Alex Meuer
Alex Meuer

Reputation: 1779

Is it okay to initialise WeakReference with a null value?

I have a class which will only ever have a single instance at a time. It's essentially a singleton that is destroyed when no external references are held and re-instantiated when you need a new reference later.

private static readonly WeakReference<Foo> weakInstance = new WeakReference<Foo>(null);

The reason for the above code is because I have native iOS callbacks (which must be static functions) but which need to pass data to the current instance.

tl;dr Is it safe to initialise a WeakReference to null and set the target later? Is this a code smell?
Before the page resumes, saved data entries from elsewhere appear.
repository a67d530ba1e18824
//! Configuration module

mod site;

pub use site::FeedConfig;
pub use site::SiteConfig;
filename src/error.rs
//! Error types shared by the content pipeline, the feed and the theme resolver

use std::path::PathBuf;
use thiserror::Error;

/// A content record failed validation
#[derive(Error, Debug, Clone, PartialEq)]
pub enum SchemaError {
    #[error("{entry}: missing required field `{field}`")]
    MissingField { entry: String, field: &'static str },

    #[error("{entry}: field `{field}` must be a {expected}, found {found}")]
    WrongType {
        entry: String,
        field: &'static str,
        expected: &'static str,
        found: &'static str,
    },

    #[error("{entry}: field `{field}` cannot be coerced to a date: {value}")]
    InvalidDate {
        entry: String,
        field: &'static str,
        value: String,
    },

    #[error("{entry}: field `slug` is not a normalized slug: {slug:?}")]
    InvalidSlug { entry: String, slug: String },

    #[error("{entry}: malformed front-matter: {reason}")]
    MalformedFrontMatter { entry: String, reason: String },
}

/// Required site-level configuration is missing or unreadable
#[derive(Error, Debug)]
pub enum ConfigError {
    #[error("site not configured: set `url` in _config.yml")]
    SiteNotConfigured,

    #[error("failed to load {path:?}: {reason}")]
    Load { path: PathBuf, reason: String },
}

/// Crate-level error
#[derive(Error, Debug)]
pub enum Error {
    #[error(transparent)]
    Schema(#[from] SchemaError),

    #[error(transparent)]
    Config(#[from] ConfigError),

    #[error("IO error on {path:?}: {source}")]
    Io {
        path: PathBuf,
        #[source]
        source: std::io::Error,
    },

    #[error("XML error: {0}")]
    Xml(#[from] quick_xml::Error),

    #[error("preference store {path:?} is corrupt: {reason}")]
    Preference { path: PathBuf, reason: String },
}

impl Error {
    pub(crate) fn io(path: impl Into<PathBuf>, source: std::io::Error) -> Self {
        Error::Io {
            path: path.into(),
            source,
        }
    }
}

pub type Result<T, E = Error> = std::result::Result<T, E>;
//! Post schema validation
//!
//! Turns a raw front-matter mapping into a [`PostRecord`], coercing the
//! publication date from any of the representations authors use.

use chrono::{DateTime, NaiveDate, NaiveDateTime, Utc};
use serde_yaml::{Mapping, Value};

use super::post::PostRecord;
use super::slug::is_valid_slug;
use crate::error::SchemaError;

pub const TITLE: &str = "title";
pub const DESCRIPTION: &str = "description";
pub const PUB_DATE: &str = "pubDate";
pub const SLUG: &str = "slug";

/// Offset-less date/time formats, read as UTC
const DATETIME_FORMATS: &[&str] = &[
    "%Y-%m-%d %H:%M:%S",
    "%Y/%m/%d %H:%M:%S",
    "%Y-%m-%d %H:%M",
    "%Y/%m/%d %H:%M",
    "%Y-%m-%dT%H:%M:%S",
    "%Y-%m-%dT%H:%M:%S%.f",
    "%Y-%m-%dT%H:%M",
];

const DATE_FORMATS: &[&str] = &["%Y-%m-%d", "%Y/%m/%d"];

/// A publication date as supplied by the author, before coercion
#[derive(Debug, Clone, PartialEq)]
pub enum DateInput {
    /// A textual timestamp
    Text(String),
    /// Milliseconds since the Unix epoch
    EpochMillis(f64),
    /// An already-typed date
    Date(DateTime<Utc>),
}

impl DateInput {
    /// Take a date input from a YAML value, if it has a coercible shape
    fn from_yaml(value: &Value) -> Option<Self> {
        match value {
            Value::String(s) => Some(DateInput::Text(s.clone())),
            Value::Number(n) => n.as_f64().map(DateInput::EpochMillis),
            _ => None,
        }
    }

    /// Coerce into the canonical date type
    pub fn coerce(&self) -> Option<DateTime<Utc>> {
        match self {
            DateInput::Text(s) => parse_date_string(s),
            DateInput::EpochMillis(ms) if ms.is_finite() => {
                DateTime::from_timestamp_millis(ms.trunc() as i64)
            }
            DateInput::EpochMillis(_) => None,
            DateInput::Date(dt) => Some(*dt),
        }
    }
}

impl From<DateTime<Utc>> for DateInput {
    fn from(dt: DateTime<Utc>) -> Self {
        DateInput::Date(dt)
    }
}

impl From<&str> for DateInput {
    fn from(s: &str) -> Self {
        DateInput::Text(s.to_string())
    }
}

impl From<i64> for DateInput {
    fn from(ms: i64) -> Self {
        DateInput::EpochMillis(ms as f64)
    }
}

/// Validate a raw front-matter mapping into a post record
pub fn validate(entry: &str, raw: &Mapping) -> Result<PostRecord, SchemaError> {
    let title = required_string(entry, raw, TITLE)?;
    let description = required_string(entry, raw, DESCRIPTION)?;

    let date_value = raw.get(PUB_DATE).ok_or_else(|| SchemaError::MissingField {
        entry: entry.to_string(),
        field: PUB_DATE,
    })?;
    let pub_date = DateInput::from_yaml(date_value).ok_or_else(|| SchemaError::InvalidDate {
        entry: entry.to_string(),
        field: PUB_DATE,
        value: describe(date_value),
    })?;

    let slug = required_string(entry, raw, SLUG)?;

    build(entry, title, description, pub_date, slug)
}

/// Build a post record from typed parts, enforcing the same invariants as [`validate`]
pub fn build(
    entry: &str,
    title: impl Into<String>,
    description: impl Into<String>,
    pub_date: impl Into<DateInput>,
    slug: impl Into<String>,
) -> Result<PostRecord, SchemaError> {
    let pub_date = pub_date.into();
    let pub_date = pub_date.coerce().ok_or_else(|| SchemaError::InvalidDate {
        entry: entry.to_string(),
        field: PUB_DATE,
        value: match &pub_date {
            DateInput::Text(s) => s.clone(),
            DateInput::EpochMillis(ms) => ms.to_string(),
            DateInput::Date(dt) => dt.to_rfc3339(),
        },
    })?;

    let slug = slug.into();
    if !is_valid_slug(&slug) {
        return Err(SchemaError::InvalidSlug {
            entry: entry.to_string(),
            slug,
        });
    }

    Ok(PostRecord {
        title: title.into(),
        description: description.into(),
        pub_date,
        slug,
    })
}

fn required_string(
    entry: &str,
    raw: &Mapping,
    field: &'static str,
) -> Result<String, SchemaError> {
    match raw.get(field) {
        None => Err(SchemaError::MissingField {
            entry: entry.to_string(),
            field,
        }),
        Some(Value::String(s)) => Ok(s.clone()),
        Some(other) => Err(SchemaError::WrongType {
            entry: entry.to_string(),
            field,
            expected: "string",
            found: type_name(other),
        }),
    }
}

fn type_name(value: &Value) -> &'static str {
    match value {
        Value::Null => "null",
        Value::Bool(_) => "boolean",
        Value::Number(_) => "number",
        Value::String(_) => "string",
        Value::Sequence(_) => "sequence",
        Value::Mapping(_) => "mapping",
        Value::Tagged(_) => "tagged value",
    }
}

fn describe(value: &Value) -> String {
    serde_yaml::to_string(value)
        .map(|s| s.trim_end().to_string())
        .unwrap_or_else(|_| type_name(value).to_string())
}

/// Parse a date string in various formats
fn parse_date_string(s: &str) -> Option<DateTime<Utc>> {
    let s = s.trim();

    if let Ok(dt) = DateTime::parse_from_rfc3339(s) {
        return Some(dt.with_timezone(&Utc));
    }
    if let Ok(dt) = DateTime::parse_from_rfc2822(s) {
        return Some(dt.with_timezone(&Utc));
    }

    for fmt in DATETIME_FORMATS {
        if let Ok(dt) = NaiveDateTime::parse_from_str(s, fmt) {
            return Some(dt.and_utc());
        }
    }

    for fmt in DATE_FORMATS {
        if let Ok(d) = NaiveDate::parse_from_str(s, fmt) {
            return d.and_hms_opt(0, 0, 0).map(|dt| dt.and_utc());
        }
    }

    None
}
Edit: As @smolchanovsky pointed out, I could just instantiate the weak reference when I need to set it. This results in:

if (weakInstance == null)
{
    weakInstance = new WeakReference<Foo>(this);
}
else
{
    weakInstance.SetTarget(this);
}

or

// Overwrite the existing WeakReference object
weakInstance = new WeakReference<Foo>(this);

Is there a reason to pick one of these over the other?

Upvotes: 2

Views: 726

Answers (1)

smolchanovsky
smolchanovsky

Reputation: 1863

Why not use this?

public sealed class Singleton
{
    private static WeakReference<Singleton> weakInstance;

    public WeakReference<Singleton> Instance
    {
        get
        {
            if (weakInstance == null)
                weakInstance = new WeakReference<Singleton>(this);
            else
                weakInstance.SetTarget(this);
            return weakInstance;
        }
    }
}

Note that this isn't a thread safe solution.